This was the first Frank Turner song I heard. It found me at a time I needed it to. It’s got a great central conceit to it’s lyrics, about not getting wrapped up in your own ego. It tells you that you’re not the center of the universe. It also tells you everyone else is dealing with the same or similar niggles, insecurities and shortcomings as yourself.
“You’re not as messed up as you think you are, your self-absorption makes you messier, just settle down and you will feel a whole lot better, deep down you’re just like everybody else”
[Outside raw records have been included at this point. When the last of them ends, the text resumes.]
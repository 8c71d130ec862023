//! Wire types for the dashboard endpoint and their ingestion.
//!
//! The backend emits loosely-typed JSON: optional fields go missing, numbers
//! sometimes arrive as strings, and `api_total_counts` is either a flat
//! endpoint→count map or a rich object with per-batch `summaries`. Every
//! record is resolved **once** here into explicit Rust types so the
//! aggregation pipeline never re-inspects JSON shapes. Ingestion is total:
//! malformed optional fields become absent/zero/empty instead of errors.

pub mod time;

use indexmap::IndexMap;
use serde::{Deserialize, Serialize};
use serde_json::{Map, Value};

// ---------------------------------------------------------------------------
// Payloads
// ---------------------------------------------------------------------------

/// Body of `GET <dashboard-endpoint>`.
#[derive(Debug, Clone, Default, Deserialize)]
#[serde(from = "RawPayload")]
pub struct DashboardPayload {
    pub task_logs: Vec<TaskRecord>,
    pub api_timeseries: ApiTimeseries,
}

#[derive(Deserialize)]
struct RawPayload {
    #[serde(default)]
    task_logs: Value,
    #[serde(default)]
    api_timeseries: Value,
}

impl From<RawPayload> for DashboardPayload {
    fn from(raw: RawPayload) -> Self {
        let task_logs = match raw.task_logs {
            Value::Array(items) => items.iter().map(TaskRecord::from_value).collect(),
            _ => Vec::new(),
        };

        Self {
            task_logs,
            api_timeseries: timeseries_from_value(&raw.api_timeseries),
        }
    }
}

impl DashboardPayload {
    /// Look up a task by job id. The first match wins.
    pub fn find_task(&self, job_id: &str) -> Option<&TaskRecord> {
        self.task_logs.iter().find(|t| t.job_id == job_id)
    }
}

/// Body of `GET <dashboard-endpoint>/logs/<jobId>`.
#[derive(Debug, Clone, Default, Deserialize)]
pub struct LogsResponse {
    #[serde(default)]
    pub logs: Value,
}

impl LogsResponse {
    /// The log text, or `None` when the field is absent, empty, or not a
    /// string.
    pub fn text(&self) -> Option<String> {
        non_empty_string(&self.logs)
    }
}

// ---------------------------------------------------------------------------
// Timeseries
// ---------------------------------------------------------------------------

/// Endpoint URL → chronological points. Map order follows the payload.
pub type ApiTimeseries = IndexMap<String, Vec<TimeseriesPoint>>;

/// One `{timestamp, count}` sample.
#[derive(Debug, Clone, PartialEq, Serialize)]
pub struct TimeseriesPoint {
    pub timestamp: Option<String>,
    pub count: u64,
}

fn timeseries_from_value(value: &Value) -> ApiTimeseries {
    let Some(map) = value.as_object() else {
        return ApiTimeseries::new();
    };

    map.iter()
        .map(|(endpoint, points)| {
            let points = points
                .as_array()
                .map(|items| {
                    items
                        .iter()
                        .map(|p| TimeseriesPoint {
                            timestamp: non_empty_string(field(p, "timestamp")),
                            count: as_u64(field(p, "count")),
                        })
                        .collect()
                })
                .unwrap_or_default();
            (endpoint.clone(), points)
        })
        .collect()
}

// ---------------------------------------------------------------------------
// Task records
// ---------------------------------------------------------------------------

/// One logged execution of a background job.
#[derive(Debug, Clone, Default, PartialEq)]
pub struct TaskRecord {
    pub job_id: String,
    pub task_type: Option<String>,
    pub user_email: Option<String>,
    pub status: Option<String>,
    pub start_time: Option<String>,
    pub end_time: Option<String>,
    pub duration_seconds: Option<f64>,
    pub message: Option<String>,
    pub template_name: Option<String>,
    pub api_counts: ApiCounts,
    /// Compact JSON of the raw `api_total_counts` value, empty when absent.
    /// Substring membership checks run against this text.
    pub api_counts_text: String,
}

impl<'de> Deserialize<'de> for TaskRecord {
    fn deserialize<D>(deserializer: D) -> Result<Self, D::Error>
    where
        D: serde::Deserializer<'de>,
    {
        let value = Value::deserialize(deserializer)?;
        Ok(Self::from_value(&value))
    }
}

impl TaskRecord {
    /// Resolve a raw JSON task into a typed record. Never fails; a non-object
    /// value yields an empty record.
    pub fn from_value(value: &Value) -> Self {
        let raw_counts = field(value, "api_total_counts");
        let api_counts_text = if is_truthy(raw_counts) {
            serde_json::to_string(raw_counts).unwrap_or_default()
        } else {
            String::new()
        };

        Self {
            job_id: id_string(field(value, "job_id")),
            task_type: non_empty_string(field(value, "task_type")),
            user_email: non_empty_string(field(value, "user_email")),
            status: non_empty_string(field(value, "status")),
            start_time: non_empty_string(field(value, "start_time")),
            end_time: non_empty_string(field(value, "end_time")),
            duration_seconds: as_f64(field(value, "duration_seconds")),
            message: non_empty_string(field(value, "message")),
            template_name: non_empty_string(field(value, "template_name")),
            api_counts: ApiCounts::from_value(raw_counts),
            api_counts_text,
        }
    }

    pub fn task_type_str(&self) -> &str {
        self.task_type.as_deref().unwrap_or("")
    }

    pub fn status_str(&self) -> &str {
        self.status.as_deref().unwrap_or("")
    }

    /// Batch summaries when the task carries rich usage data, else empty.
    pub fn summaries(&self) -> &[BatchSummary] {
        match &self.api_counts {
            ApiCounts::Batches(usage) => &usage.summaries,
            _ => &[],
        }
    }
}

// ---------------------------------------------------------------------------
// api_total_counts
// ---------------------------------------------------------------------------

/// The two shapes of `api_total_counts`, decided by the presence of a
/// `summaries` key.
#[derive(Debug, Clone, Default, PartialEq, Serialize)]
#[serde(tag = "kind", rename_all = "snake_case")]
pub enum ApiCounts {
    #[default]
    Absent,
    /// Endpoint URL → call count, in payload order.
    Flat { counts: IndexMap<String, u64> },
    Batches(BatchUsage),
}

impl ApiCounts {
    pub fn from_value(value: &Value) -> Self {
        match value {
            Value::Object(map) if map.contains_key("summaries") => {
                Self::Batches(BatchUsage::from_object(map))
            }
            Value::Object(map) => Self::Flat {
                counts: map
                    .iter()
                    .filter_map(|(endpoint, count)| {
                        count_value(count).map(|n| (endpoint.clone(), n))
                    })
                    .collect(),
            },
            _ => Self::Absent,
        }
    }

    pub fn total_backoff_sec(&self) -> f64 {
        match self {
            Self::Batches(usage) => usage.total_backoff_sec,
            _ => 0.0,
        }
    }

    pub fn batch_count(&self) -> u64 {
        match self {
            Self::Batches(usage) => usage.batch_count,
            _ => 0,
        }
    }
}

/// Rich usage object written by the batch-based sync workers.
#[derive(Debug, Clone, Default, PartialEq, Serialize)]
pub struct BatchUsage {
    pub summaries: Vec<BatchSummary>,
    pub total_backoff_sec: f64,
    pub batch_count: u64,
    pub request_count: u64,
    pub total_rows_written: u64,
}

impl BatchUsage {
    fn from_object(map: &Map<String, Value>) -> Self {
        let get = |key: &str| map.get(key).unwrap_or(&Value::Null);
        Self {
            summaries: get("summaries")
                .as_array()
                .map(|items| items.iter().map(BatchSummary::from_value).collect())
                .unwrap_or_default(),
            total_backoff_sec: as_f64(get("total_backoff_sec")).unwrap_or(0.0),
            batch_count: as_u64(get("batch_count")),
            request_count: as_u64(get("request_count")),
            total_rows_written: as_u64(get("total_rows_written")),
        }
    }
}

/// Point-in-time rate-limit snapshot captured after one batch request.
#[derive(Debug, Clone, Default, PartialEq, Serialize)]
pub struct BatchSummary {
    pub timestamp: Option<String>,
    /// Application-wide usage as a fraction (0–1).
    pub app_usage_pct: f64,
    pub accounts: Vec<AccountSnapshot>,
    pub success_count: u64,
    pub error_count: u64,
}

impl BatchSummary {
    pub fn from_value(value: &Value) -> Self {
        let rate_limits = field(value, "rate_limits");
        Self {
            timestamp: non_empty_string(field(value, "timestamp")),
            app_usage_pct: as_f64(field(rate_limits, "app_usage_pct")).unwrap_or(0.0),
            accounts: field(rate_limits, "account_details")
                .as_array()
                .map(|items| items.iter().map(AccountSnapshot::from_value).collect())
                .unwrap_or_default(),
            success_count: as_u64(field(value, "success_count")),
            error_count: as_u64(field(value, "error_count")),
        }
    }
}

/// Per-ad-account usage inside one batch summary.
#[derive(Debug, Clone, Default, PartialEq, Serialize)]
pub struct AccountSnapshot {
    pub account_id: String,
    pub insights_usage_pct: f64,
    pub eta_seconds: f64,
    pub business_use_cases: Vec<BusinessUseCase>,
}

impl AccountSnapshot {
    pub fn from_value(value: &Value) -> Self {
        Self {
            account_id: id_string(field(value, "account_id")),
            insights_usage_pct: as_f64(field(value, "insights_usage_pct")).unwrap_or(0.0),
            eta_seconds: as_f64(field(value, "eta_seconds")).unwrap_or(0.0),
            business_use_cases: field(value, "business_use_cases")
                .as_array()
                .map(|items| items.iter().map(BusinessUseCase::from_value).collect())
                .unwrap_or_default(),
        }
    }
}

#[derive(Debug, Clone, Default, PartialEq, Serialize)]
pub struct BusinessUseCase {
    pub use_case_type: Option<String>,
    pub total_cputime: f64,
    pub total_time: f64,
    pub ads_api_access_tier: Option<String>,
}

impl BusinessUseCase {
    pub fn from_value(value: &Value) -> Self {
        Self {
            use_case_type: non_empty_string(field(value, "type")),
            total_cputime: as_f64(field(value, "total_cputime")).unwrap_or(0.0),
            total_time: as_f64(field(value, "total_time")).unwrap_or(0.0),
            ads_api_access_tier: non_empty_string(field(value, "ads_api_access_tier")),
        }
    }
}

// ---------------------------------------------------------------------------
// Lenient accessors
// ---------------------------------------------------------------------------

fn field<'a>(value: &'a Value, key: &str) -> &'a Value {
    value.get(key).unwrap_or(&Value::Null)
}

fn non_empty_string(value: &Value) -> Option<String> {
    match value {
        Value::String(s) if !s.is_empty() => Some(s.clone()),
        _ => None,
    }
}

/// Identifiers arrive as strings or bare numbers.
fn id_string(value: &Value) -> String {
    match value {
        Value::String(s) => s.clone(),
        Value::Number(n) => n.to_string(),
        _ => String::new(),
    }
}

fn as_f64(value: &Value) -> Option<f64> {
    let n = match value {
        Value::Number(n) => n.as_f64(),
        Value::String(s) => s.trim().parse::<f64>().ok(),
        _ => None,
    }?;
    n.is_finite().then_some(n)
}

fn as_u64(value: &Value) -> u64 {
    count_value(value).unwrap_or(0)
}

/// Non-negative integer counts. Fractions are truncated, negatives dropped.
fn count_value(value: &Value) -> Option<u64> {
    if let Some(n) = value.as_u64() {
        return Some(n);
    }
    as_f64(value).filter(|n| *n >= 0.0).map(|n| n as u64)
}

/// JSON truthiness as the dashboard backend treats it: null, false, zero and
/// empty strings are absent.
fn is_truthy(value: &Value) -> bool {
    match value {
        Value::Null => false,
        Value::Bool(b) => *b,
        Value::Number(n) => n.as_f64().is_some_and(|f| f != 0.0),
        Value::String(s) => !s.is_empty(),
        Value::Array(_) | Value::Object(_) => true,
    }
}

// ---------------------------------------------------------------------------
// Tests
// ---------------------------------------------------------------------------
It’s a great leveller (and would sound great by The Levellers). The lyrics do this with the warmth and wit of a friend and equal, rather that in some pious preachy way. Musically it is the perfect sampler before digging deeper into Frank Turner’s back catalog. Straddling the rock and folk divide through the same hole in the fence Billy Bragg cut two and half decades earlier, core Frank Turner tunes occupy a wordy earthy foot stomping space that can veer into Springsteen, heavy metal, honky tonk, bluegrass or finger in the ear one legged-ness from one track to the next.
“He’s not as clever as he likes to think he’s just ambitious with his arguing, He’s crap at dancing, yeah and he can’t hold his drink deep down he’s just like everybody else”
This is an equal opportunities dressing down so it can make space for a building up. The veneer of difference is sanded away from friends, strangers, men, women and for one verse Frank himself.
“I’m not as awesome as this song makes out, I’m angry, underweight and sketching out, I’m building bonfires on my vanities and doubts to get warm just like everybody else”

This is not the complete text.